EXERCISE MATERIALS:

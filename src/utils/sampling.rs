//! Random configurations for seeding simulations and stochastic tests.
use ndarray::Array2;
use rand::Rng;
use rand_distr::{Distribution, Normal, NormalError};

/// Draws `particles` fractional positions uniformly from the unit cell `[0, 1)^dimensions`.
pub fn uniform_positions<R>(rng: &mut R, particles: usize, dimensions: usize) -> Array2<f64>
where
    R: Rng,
{
    Array2::from_shape_simple_fn((particles, dimensions), || rng.gen::<f64>())
}

/// Draws a `rows x cols` array of independent zero-mean gaussian samples.
///
/// # Errors
/// Returns [`NormalError::BadVariance`] if `std_dev` is negative or not finite.
pub fn gaussian<R>(
    rng: &mut R,
    rows: usize,
    cols: usize,
    std_dev: f64,
) -> Result<Array2<f64>, NormalError>
where
    R: Rng,
{
    if !(std_dev.is_finite() && std_dev >= 0.0) {
        return Err(NormalError::BadVariance);
    }
    let normal = Normal::new(0.0, std_dev)?;
    Ok(Array2::from_shape_simple_fn((rows, cols), || {
        normal.sample(rng)
    }))
}

/// Draws a random simulation cell `size * (I + jitter * N(0, 1))`.
///
/// With `jitter = 0` this is a cube of side `size`; small jitters give
/// sheared, generally well conditioned cells.
///
/// # Errors
/// Returns [`NormalError::BadVariance`] if `jitter` is negative or not finite.
pub fn random_cell<R>(
    rng: &mut R,
    dimensions: usize,
    size: f64,
    jitter: f64,
) -> Result<Array2<f64>, NormalError>
where
    R: Rng,
{
    let deformation = gaussian(rng, dimensions, dimensions, jitter)?;
    Ok((Array2::<f64>::eye(dimensions) + deformation) * size)
}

DIRECTIONS FOR THIS TASK: Only the lines containing the word "BadVariance" should be returned from the data above.

THE COMPLETED TASK:
/// Returns [`NormalError::BadVariance`] if `std_dev` is negative or not finite.
        return Err(NormalError::BadVariance);
/// Returns [`NormalError::BadVariance`] if `jitter` is negative or not finite.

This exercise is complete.